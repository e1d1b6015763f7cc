// Copyright (c) 2025 Steve Wagner (ciroque@live.com)
// SPDX-License-Identifier: MIT

use async_trait::async_trait;
use std::collections::BTreeMap;
use std::time::Duration;
use tokio::sync::RwLock;
use tokio::time::Instant;

use crate::errors::PortError;
use crate::traits::KeyValuePort;

struct Entry {
    value: Vec<u8>,
    expires_at: Option<Instant>,
}

impl Entry {
    fn is_live(&self, now: Instant) -> bool {
        self.expires_at.map_or(true, |at| now < at)
    }
}

/// In-memory key-value store. Expired entries are dropped lazily.
#[derive(Default)]
pub struct MemoryKeyValueAdapter {
    entries: RwLock<BTreeMap<String, Entry>>,
}

impl MemoryKeyValueAdapter {
    pub fn new() -> Self {
        Self::default()
    }
}

#[async_trait]
impl KeyValuePort for MemoryKeyValueAdapter {
    async fn get(&self, key: &str) -> Result<Vec<u8>, PortError> {
        let now = Instant::now();
        let mut entries = self.entries.write().await;
        match entries.get(key) {
            Some(entry) if entry.is_live(now) => Ok(entry.value.clone()),
            Some(_) => {
                entries.remove(key);
                Err(PortError::not_found(key))
            }
            None => Err(PortError::not_found(key)),
        }
    }

    async fn set(&self, key: &str, value: Vec<u8>, ttl: Option<Duration>) -> Result<(), PortError> {
        let expires_at = ttl.map(|ttl| Instant::now() + ttl);
        self.entries
            .write()
            .await
            .insert(key.to_string(), Entry { value, expires_at });
        Ok(())
    }

    async fn delete(&self, key: &str) -> Result<(), PortError> {
        let now = Instant::now();
        match self.entries.write().await.remove(key) {
            Some(entry) if entry.is_live(now) => Ok(()),
            _ => Err(PortError::not_found(key)),
        }
    }

    async fn exists(&self, key: &str) -> Result<bool, PortError> {
        let now = Instant::now();
        Ok(self
            .entries
            .read()
            .await
            .get(key)
            .map_or(false, |e| e.is_live(now)))
    }

    async fn keys(&self, prefix: &str) -> Result<Vec<String>, PortError> {
        let now = Instant::now();
        Ok(self
            .entries
            .read()
            .await
            .iter()
            .filter(|(k, e)| k.starts_with(prefix) && e.is_live(now))
            .map(|(k, _)| k.clone())
            .collect())
    }
}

• _Your task_
Look through the entries above for the word "Result". Copy every line where it shows up.

• _Problem solution_
    async fn get(&self, key: &str) -> Result<Vec<u8>, PortError> {
    async fn set(&self, key: &str, value: Vec<u8>, ttl: Option<Duration>) -> Result<(), PortError> {
    async fn delete(&self, key: &str) -> Result<(), PortError> {
    async fn exists(&self, key: &str) -> Result<bool, PortError> {
    async fn keys(&self, prefix: &str) -> Result<Vec<String>, PortError> {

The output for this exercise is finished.